- Opening Delimiter -
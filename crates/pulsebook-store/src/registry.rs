//! Table registry: which table, columns and conflict policy hold each metric.
//!
//! Writer, reader and schema all iterate [`METRIC_TABLES`], so adding a
//! metric is a new entry here rather than new statements. Blood pressure
//! (two metrics merged into one row) and workouts have dedicated tables.

use pulsebook_types::Metric;

/// Table holding merged systolic and diastolic readings.
pub const BLOOD_PRESSURE_TABLE: &str = "blood_pressure";

/// Table holding workouts.
pub const WORKOUTS_TABLE: &str = "workouts";

/// What happens when a row for an existing key is written again.
#[derive(Debug, Clone, Copy, PartialEq, Eq)]
pub enum ConflictPolicy {
    /// One row per date; a re-import overwrites value and sync id.
    UpsertByDate,
    /// Every write adds rows. Re-importing duplicates them.
    Append,
}

/// SQLite column type of a value column.
#[derive(Debug, Clone, Copy, PartialEq, Eq)]
pub enum SqlType {
    Integer,
    Real,
}

impl SqlType {
    pub fn as_sql(&self) -> &'static str {
        match self {
            SqlType::Integer => "INTEGER",
            SqlType::Real => "REAL",
        }
    }
}

/// Storage layout of one metric.
#[derive(Debug, Clone, Copy, PartialEq, Eq)]
pub struct MetricTable {
    pub metric: Metric,
    pub table: &'static str,
    pub key_column: &'static str,
    pub value_column: &'static str,
    pub policy: ConflictPolicy,
    /// Schema version that introduced the table.
    pub since_version: i32,
}

const fn daily(metric: Metric, table: &'static str, value_column: &'static str) -> MetricTable {
    MetricTable {
        metric,
        table,
        key_column: "date",
        value_column,
        policy: ConflictPolicy::UpsertByDate,
        since_version: 1,
    }
}

const fn events(
    metric: Metric,
    table: &'static str,
    value_column: &'static str,
    since_version: i32,
) -> MetricTable {
    MetricTable {
        metric,
        table,
        key_column: "date",
        value_column,
        policy: ConflictPolicy::Append,
        since_version,
    }
}

/// Every metric stored in its own table, in [`Metric::ALL`] order.
pub const METRIC_TABLES: [MetricTable; 22] = [
    daily(Metric::Sleep, "sleep", "hours"),
    daily(Metric::Steps, "steps", "count"),
    daily(Metric::Distance, "distance", "km"),
    daily(Metric::FlightsClimbed, "flights_climbed", "count"),
    daily(Metric::ActiveEnergy, "active_energy", "calories"),
    daily(Metric::RestingEnergy, "resting_energy", "calories"),
    daily(Metric::ExerciseMinutes, "exercise_minutes", "minutes"),
    daily(Metric::StandHours, "stand_hours", "hours"),
    daily(Metric::MindfulMinutes, "mindful_minutes", "minutes"),
    daily(Metric::Water, "water", "ml"),
    daily(Metric::Caffeine, "caffeine", "mg"),
    MetricTable {
        metric: Metric::HeartRate,
        table: "heart_rate",
        key_column: "timestamp",
        value_column: "bpm",
        policy: ConflictPolicy::Append,
        since_version: 1,
    },
    events(Metric::Vo2Max, "vo2_max", "value", 1),
    // Point samples, but kept one per date like the daily tables.
    daily(Metric::RestingHeartRate, "resting_heart_rate", "bpm"),
    events(Metric::HeartRateVariability, "heart_rate_variability", "ms", 2),
    events(Metric::BloodGlucose, "blood_glucose", "value", 2),
    events(Metric::Weight, "weight", "kg", 1),
    events(Metric::BodyFat, "body_fat", "percentage", 2),
    events(Metric::Bmi, "bmi", "value", 2),
    events(Metric::RespiratoryRate, "respiratory_rate", "bpm", 2),
    events(Metric::OxygenSaturation, "oxygen_saturation", "percentage", 2),
    events(Metric::BodyTemperature, "body_temperature", "celsius", 2),
];

/// Look up the table of a metric. Blood pressure has none of its own.
pub fn table_for(metric: Metric) -> Option<&'static MetricTable> {
    METRIC_TABLES.iter().find(|t| t.metric == metric)
}

impl MetricTable {
    /// Column type, from the metric's rounding.
    pub fn sql_type(&self) -> SqlType {
        if self.metric.is_integral() {
            SqlType::Integer
        } else {
            SqlType::Real
        }
    }

    pub(crate) fn create_sql(&self) -> String {
        let unique = match self.policy {
            ConflictPolicy::UpsertByDate => " UNIQUE",
            ConflictPolicy::Append => "",
        };
        format!(
            "CREATE TABLE IF NOT EXISTS {table} (
                id INTEGER PRIMARY KEY AUTOINCREMENT,
                {key} TEXT NOT NULL{unique},
                {value} {sql_type} NOT NULL,
                sync_id INTEGER REFERENCES sync_history(id)
            );
            CREATE INDEX IF NOT EXISTS idx_{table}_{key} ON {table}({key});",
            table = self.table,
            key = self.key_column,
            value = self.value_column,
            sql_type = self.sql_type().as_sql(),
        )
    }

    pub(crate) fn insert_sql(&self) -> String {
        let insert = format!(
            "INSERT INTO {} ({}, {}, sync_id) VALUES (?1, ?2, ?3)",
            self.table, self.key_column, self.value_column
        );
        match self.policy {
            ConflictPolicy::UpsertByDate => format!(
                "{insert} ON CONFLICT({key}) DO UPDATE SET {value} = excluded.{value}, sync_id = excluded.sync_id",
                key = self.key_column,
                value = self.value_column,
            ),
            ConflictPolicy::Append => insert,
        }
    }

    pub(crate) fn select_sql(&self, where_clause: &str) -> String {
        format!(
            "SELECT {key}, {value} FROM {table} {where_clause} ORDER BY {key}, id",
            key = self.key_column,
            value = self.value_column,
            table = self.table,
        )
    }
}

#[cfg(test)]
mod tests {
    use super::*;
    use pulsebook_types::SeriesShape;

    #[test]
    fn test_every_metric_but_blood_pressure_has_a_table() {
        for metric in Metric::ALL {
            let expected = !matches!(
                metric,
                Metric::BloodPressureSystolic | Metric::BloodPressureDiastolic
            );
            assert_eq!(table_for(metric).is_some(), expected, "{metric}");
        }
    }

    #[test]
    fn test_registry_follows_metric_order() {
        let order: Vec<_> = METRIC_TABLES.iter().map(|t| t.metric).collect();
        let expected: Vec<_> = Metric::ALL
            .into_iter()
            .filter(|m| table_for(*m).is_some())
            .collect();
        assert_eq!(order, expected);
    }

    #[test]
    fn test_daily_metrics_upsert() {
        for table in &METRIC_TABLES {
            if table.metric.shape() == SeriesShape::Daily {
                assert_eq!(table.policy, ConflictPolicy::UpsertByDate, "{}", table.table);
            }
        }
        assert_eq!(
            table_for(Metric::RestingHeartRate).unwrap().policy,
            ConflictPolicy::UpsertByDate
        );
        assert_eq!(table_for(Metric::Weight).unwrap().policy, ConflictPolicy::Append);
    }

    #[test]
    fn test_value_columns_match_field_names() {
        for table in &METRIC_TABLES {
            assert_eq!(table.value_column, table.metric.value_field(), "{}", table.table);
        }
    }

    #[test]
    fn test_sql_types() {
        assert_eq!(table_for(Metric::Steps).unwrap().sql_type(), SqlType::Integer);
        assert_eq!(table_for(Metric::Sleep).unwrap().sql_type(), SqlType::Real);
        assert_eq!(table_for(Metric::Distance).unwrap().sql_type(), SqlType::Real);
    }

    #[test]
    fn test_insert_sql() {
        let steps = table_for(Metric::Steps).unwrap();
        assert_eq!(
            steps.insert_sql(),
            "INSERT INTO steps (date, count, sync_id) VALUES (?1, ?2, ?3) \
             ON CONFLICT(date) DO UPDATE SET count = excluded.count, sync_id = excluded.sync_id"
        );

        let hr = table_for(Metric::HeartRate).unwrap();
        assert_eq!(
            hr.insert_sql(),
            "INSERT INTO heart_rate (timestamp, bpm, sync_id) VALUES (?1, ?2, ?3)"
        );
    }
}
- Closing Delimiter -
> [To do]: Return from the data every line that holds "excluded".

> [Result]:
                "{insert} ON CONFLICT({key}) DO UPDATE SET {value} = excluded.{value}, sync_id = excluded.sync_id",
             ON CONFLICT(date) DO UPDATE SET count = excluded.count, sync_id = excluded.sync_id"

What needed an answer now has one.